Moon Il Soo, Cho Sun-Jung, Jin Ingnyol, Walikonis Randall
Department of Anatomy, College of Medicine, Dongguk University, Gyeongju 780-714, Korea.
Mol Cells. 2007 Aug 31;24(1):76-82.
By combining in situ hybridization (ISH) and immunocytochemistry (IC), microscopic topological localization of mRNAs and proteins can be determined. Although this technique can be applied to a variety of tissues, it is particularly important for use on neuronal cells which are morphologically complex and in which specific mRNAs and proteins are located in distinct subcellular domains such as dendrites and dendritic spines. One common technical problem for combined ISH and IC is that the signal for immunocytochemical localization of proteins often becomes much weaker after conducting ISH. In this manuscript, we report a simplified but robust protocol that allows immunocytochemical localization of proteins after ISH. In this protocol, we fix cultured cortical or hippocampal neurons with 4% paraformaldehyde (PFA), rinse briefly in PBS, and then further fix the cells with C methanol. Our method has several major advantages over previously described ones in that (1) it is simple, as it is just consecutive routine fixation procedures, (2) it does not require any special alteration to the fixation procedures such as changes in salt concentration, and (3) it can be used with antibodies that are compatible with either methanol (MeOH-) or PFA-fixed target proteins. To our best knowledge, we are the first to employ this fixation method for fluorescence ISH + IC.

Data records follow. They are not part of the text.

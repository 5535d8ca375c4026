//! Temporal types dengan epoch 2000.01.01
//!
//! Setiap type hanya menyimpan angka epoch-relative dari wire.
//! Calendar projection dihitung on-demand via chrono, tidak di-cache.
//!
//! Text format (round-trip exact):
//! - Date `yyyy.MM.dd`, Month `yyyy.MMm`
//! - Minute `[-]HH:mm`, Second `[-]HH:mm:ss`, Time `[-]HH:mm:ss.fff`
//! - Datetime `yyyy.MM.ddTHH:mm:ss.fff`
//! - Timespan `[-]dD HH:mm:ss.fffffffff` (tanpa spasi), Timestamp `yyyy.MM.ddDHH:mm:ss.fffffffff`

use std::cmp::Ordering;
use std::fmt;
use std::str::FromStr;

use chrono::{Datelike, NaiveDate, NaiveDateTime, TimeDelta};

use crate::error::ParseError;

const MILLIS_PER_DAY: i64 = 86_400_000;
const NANOS_PER_SECOND: i64 = 1_000_000_000;
const NANOS_PER_DAY: u64 = 86_400 * NANOS_PER_SECOND as u64;

/// 2000.01.01, day 0 untuk semua temporal types
#[inline]
fn epoch_date() -> NaiveDate {
    NaiveDate::from_ymd_opt(2000, 1, 1).unwrap_or_default()
}

#[inline]
fn epoch() -> NaiveDateTime {
    epoch_date().and_time(chrono::NaiveTime::MIN)
}

/// Pisahkan leading '-' dari sisa text
#[inline]
fn split_sign(text: &str) -> (bool, &str) {
    match text.strip_prefix('-') {
        Some(rest) => (true, rest),
        None => (false, text),
    }
}

fn parse_digits(text: &str) -> Option<u64> {
    if text.is_empty() || !text.bytes().all(|b| b.is_ascii_digit()) {
        return None;
    }
    text.parse().ok()
}

/// Parse `HH[:mm[:ss]][.fraction]` (tanpa sign) ke unit terkecil.
/// Hours boleh lebih dari 24.
fn parse_clock(text: &str, fields: usize, fraction_digits: usize) -> Option<u64> {
    let (clock, fraction) = if fraction_digits > 0 {
        let (clock, fraction) = text.split_once('.')?;
        if fraction.len() != fraction_digits {
            return None;
        }
        (clock, parse_digits(fraction)?)
    } else {
        (text, 0)
    };

    let mut parts = clock.split(':');
    let mut total = parse_digits(parts.next()?)?;
    for _ in 1..fields {
        let part = parts.next()?;
        let value = parse_digits(part)?;
        if part.len() != 2 || value >= 60 {
            return None;
        }
        total = total.checked_mul(60)?.checked_add(value)?;
    }
    if parts.next().is_some() {
        return None;
    }

    total
        .checked_mul(10u64.pow(fraction_digits as u32))?
        .checked_add(fraction)
}

/// Parse signed clock text ke i64; sign diambil dari leading '-'.
fn parse_signed_clock(text: &str, fields: usize, fraction_digits: usize) -> Option<i64> {
    let (negative, body) = split_sign(text);
    let magnitude = i64::try_from(parse_clock(body, fields, fraction_digits)?).ok()?;
    Some(if negative { -magnitude } else { magnitude })
}

/// Format magnitude sebagai `HH:mm[:ss][.fraction]`
fn write_clock(
    f: &mut fmt::Formatter<'_>,
    magnitude: u64,
    fields: usize,
    fraction_digits: usize,
) -> fmt::Result {
    let scale = 10u64.pow(fraction_digits as u32);
    let fraction = magnitude % scale;
    let mut units = magnitude / scale;

    let mut tail = [0u64; 2];
    for slot in tail.iter_mut().take(fields - 1) {
        *slot = units % 60;
        units /= 60;
    }

    write!(f, "{:02}", units)?;
    for i in (0..fields - 1).rev() {
        write!(f, ":{:02}", tail[i])?;
    }
    if fraction_digits > 0 {
        write!(f, ".{:0width$}", fraction, width = fraction_digits)?;
    }
    Ok(())
}

fn write_signed_clock(
    f: &mut fmt::Formatter<'_>,
    value: i64,
    fields: usize,
    fraction_digits: usize,
) -> fmt::Result {
    if value < 0 {
        f.write_str("-")?;
    }
    write_clock(f, value.unsigned_abs(), fields, fraction_digits)
}

/// Integer-backed temporal type dengan null = MIN
macro_rules! temporal_type {
    ($(#[$meta:meta])* $name:ident($raw:ty), null = $null:literal, kind = $kind:literal) => {
        $(#[$meta])*
        #[derive(Debug, Clone, Copy, PartialEq, Eq, Hash, PartialOrd, Ord)]
        pub struct $name($raw);

        impl $name {
            pub const NULL: Self = Self(<$raw>::MIN);

            #[inline(always)]
            pub const fn new(value: $raw) -> Self {
                Self(value)
            }

            /// Raw epoch-relative value seperti di wire
            #[inline(always)]
            pub const fn value(self) -> $raw {
                self.0
            }

            #[inline(always)]
            pub const fn is_null(self) -> bool {
                self.0 == <$raw>::MIN
            }
        }

        impl From<$raw> for $name {
            #[inline(always)]
            fn from(value: $raw) -> Self {
                Self(value)
            }
        }

        impl fmt::Display for $name {
            fn fmt(&self, f: &mut fmt::Formatter<'_>) -> fmt::Result {
                if self.is_null() {
                    f.write_str($null)
                } else {
                    self.write_text(f)
                }
            }
        }

        impl FromStr for $name {
            type Err = ParseError;

            fn from_str(s: &str) -> Result<Self, Self::Err> {
                let text = s.trim();
                if text.is_empty() || text == $null {
                    return Ok(Self::NULL);
                }
                Self::parse_text(text)
                    .filter(|v| !v.is_null())
                    .ok_or_else(|| ParseError::new($kind, s))
            }
        }
    };
}

temporal_type!(
    /// Days since 2000.01.01
    Date(i32), null = "0Nd", kind = "date"
);

temporal_type!(
    /// Months since 2000.01
    Month(i32), null = "0Nm", kind = "month"
);

temporal_type!(
    /// Minutes since midnight
    Minute(i32), null = "0Nu", kind = "minute"
);

temporal_type!(
    /// Seconds since midnight
    Second(i32), null = "0Nv", kind = "second"
);

temporal_type!(
    /// Milliseconds since midnight
    Time(i32), null = "0Nt", kind = "time"
);

temporal_type!(
    /// Signed nanosecond duration, ditampilkan relatif ke hari
    Timespan(i64), null = "0Nn", kind = "timespan"
);

temporal_type!(
    /// Nanoseconds since 2000.01.01D00:00:00
    Timestamp(i64), null = "0Np", kind = "timestamp"
);

impl Date {
    pub fn to_naive_date(self) -> Option<NaiveDate> {
        if self.is_null() {
            return None;
        }
        epoch_date().checked_add_signed(TimeDelta::days(self.0 as i64))
    }

    fn write_text(&self, f: &mut fmt::Formatter<'_>) -> fmt::Result {
        match self.to_naive_date() {
            Some(date) => write!(f, "{}", date.format("%Y.%m.%d")),
            None => write!(f, "{}", self.0),
        }
    }

    fn parse_text(text: &str) -> Option<Self> {
        let date = NaiveDate::parse_from_str(text, "%Y.%m.%d").ok()?;
        Some(Self::from(date))
    }
}

impl From<NaiveDate> for Date {
    fn from(date: NaiveDate) -> Self {
        Self((date - epoch_date()).num_days() as i32)
    }
}

impl Month {
    /// Month dari calendar year dan month (1-12)
    pub fn from_ym(year: i32, month: u32) -> Option<Self> {
        if !(1..=12).contains(&month) {
            return None;
        }
        let value = (year.checked_sub(2000)?)
            .checked_mul(12)?
            .checked_add(month as i32 - 1)?;
        Some(Self(value))
    }

    pub fn year(self) -> i32 {
        2000 + self.0.div_euclid(12)
    }

    /// Calendar month, 1-12
    pub fn month(self) -> u32 {
        self.0.rem_euclid(12) as u32 + 1
    }

    /// Hari pertama bulan ini
    pub fn to_naive_date(self) -> Option<NaiveDate> {
        if self.is_null() {
            return None;
        }
        NaiveDate::from_ymd_opt(self.year(), self.month(), 1)
    }

    fn write_text(&self, f: &mut fmt::Formatter<'_>) -> fmt::Result {
        write!(f, "{:04}.{:02}m", self.year(), self.month())
    }

    fn parse_text(text: &str) -> Option<Self> {
        let (year, month) = text.strip_suffix('m')?.split_once('.')?;
        let (negative, digits) = split_sign(year);
        let year = i32::try_from(parse_digits(digits)?).ok()?;
        if month.len() != 2 {
            return None;
        }
        let month = u32::try_from(parse_digits(month)?).ok()?;
        Self::from_ym(if negative { -year } else { year }, month)
    }
}

impl From<NaiveDate> for Month {
    fn from(date: NaiveDate) -> Self {
        Self((date.year() - 2000) * 12 + date.month0() as i32)
    }
}

impl Minute {
    pub fn to_duration(self) -> Option<TimeDelta> {
        (!self.is_null()).then(|| TimeDelta::minutes(self.0 as i64))
    }

    fn write_text(&self, f: &mut fmt::Formatter<'_>) -> fmt::Result {
        write_signed_clock(f, self.0 as i64, 2, 0)
    }

    fn parse_text(text: &str) -> Option<Self> {
        i32::try_from(parse_signed_clock(text, 2, 0)?).ok().map(Self)
    }
}
//! Core module: value model
//!
//! Prinsip desain:
//! - Closed domain: satu enum `Value` untuk semua shape di wire
//! - Immutable setelah dibangun, kecuali cell write eksplisit via `Table::set`
//! - Invariant dicek saat konstruksi (`ModelError`)

mod dictionary;
mod function;
mod keyed_table;
mod table;
pub mod temporal;
mod value;

pub use dictionary::Dictionary;
pub use function::{Function, Lambda, Projection};
pub use keyed_table::KeyedTable;
pub use table::{Row, Table};
pub use temporal::{Date, Datetime, Minute, Month, Second, Time, Timespan, Timestamp};
pub use value::Value;
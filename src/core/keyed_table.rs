//! KeyedTable: key table dipasangkan row-wise dengan value table

use std::fmt;

use super::{Table, Value};
use crate::error::ModelError;

#[derive(Debug, Clone, PartialEq)]
pub struct KeyedTable {
    keys: Table,
    values: Table,
}

impl KeyedTable {
    pub fn new(keys: Table, values: Table) -> Result<Self, ModelError> {
        let (k, v) = (keys.rows_count(), values.rows_count());
        if k == 0 || v == 0 || k != v {
            return Err(ModelError::KeyedTableRows { keys: k, values: v });
        }
        Ok(Self { keys, values })
    }

    /// Partisi `columns` menjadi key columns dan value columns,
    /// urutan relatif di tiap partisi dipertahankan.
    pub fn from_columns(
        columns: Vec<String>,
        key_columns: &[&str],
        data: Vec<Value>,
    ) -> Result<Self, ModelError> {
        if columns.is_empty() || data.is_empty() {
            return Err(ModelError::EmptyTable);
        }
        if columns.len() != data.len() {
            return Err(ModelError::ColumnCountMismatch {
                columns: columns.len(),
                data: data.len(),
            });
        }
        if key_columns.is_empty() {
            return Err(ModelError::UnknownKeyColumn(String::new()));
        }
        if let Some(missing) = key_columns.iter().find(|k| !columns.iter().any(|c| c == *k)) {
            return Err(ModelError::UnknownKeyColumn(missing.to_string()));
        }

        let mut key_part = (Vec::new(), Vec::new());
        let mut value_part = (Vec::new(), Vec::new());
        for (name, column) in columns.into_iter().zip(data) {
            let part = if key_columns.contains(&name.as_str()) {
                &mut key_part
            } else {
                &mut value_part
            };
            part.0.push(name);
            part.1.push(column);
        }

        Self::new(
            Table::new(key_part.0, key_part.1)?,
            Table::new(value_part.0, value_part.1)?,
        )
    }

    #[inline]
    pub fn keys(&self) -> &Table {
        &self.keys
    }

    #[inline]
    pub fn values(&self) -> &Table {
        &self.values
    }

    #[inline]
    pub fn rows_count(&self) -> usize {
        self.keys.rows_count()
    }

    /// `(key row, value row)` sebagai general lists
    pub fn iter(&self) -> impl Iterator<Item = (Value, Value)> + '_ {
        self.keys
            .rows()
            .zip(self.values.rows())
            .map(|(k, v)| (Value::List(k.to_vec()), Value::List(v.to_vec())))
    }

    pub fn into_parts(self) -> (Table, Table) {
        (self.keys, self.values)
    }
}

impl fmt::Display for KeyedTable {
    fn fmt(&self, f: &mut fmt::Formatter<'_>) -> fmt::Result {
        for (key, value) in self.keys.rows().zip(self.values.rows()) {
            writeln!(f, "{key}| {value}")?;
        }
        Ok(())
    }
}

通过将原位杂交(ISH)和免疫细胞化学(IC)相结合,可以确定mRNA和蛋白质的微观拓扑定位。尽管该技术可应用于多种组织,但对于形态复杂且特定mRNA和蛋白质位于不同亚细胞结构域(如树突和树突棘)的神经元细胞而言,它尤为重要。ISH和IC联用的一个常见技术问题是,在进行ISH后,蛋白质免疫细胞化学定位的信号通常会变得弱得多。在本论文中,我们报告了一种简化但可靠的方案,该方案允许在ISH后进行蛋白质的免疫细胞化学定位。在此方案中,我们用4%多聚甲醛(PFA)固定培养的皮质或海马神经元,在PBS中短暂冲洗,然后用冰冷甲醇进一步固定细胞。我们的方法与先前描述的方法相比有几个主要优点:(1)它很简单,因为它只是连续的常规固定程序;(2)它不需要对固定程序进行任何特殊改动,如盐浓度的变化;(3)它可以与与甲醇(MeOH-)或PFA固定的靶蛋白兼容的抗体一起使用。据我们所知,我们是第一个将这种固定方法用于荧光ISH + IC的。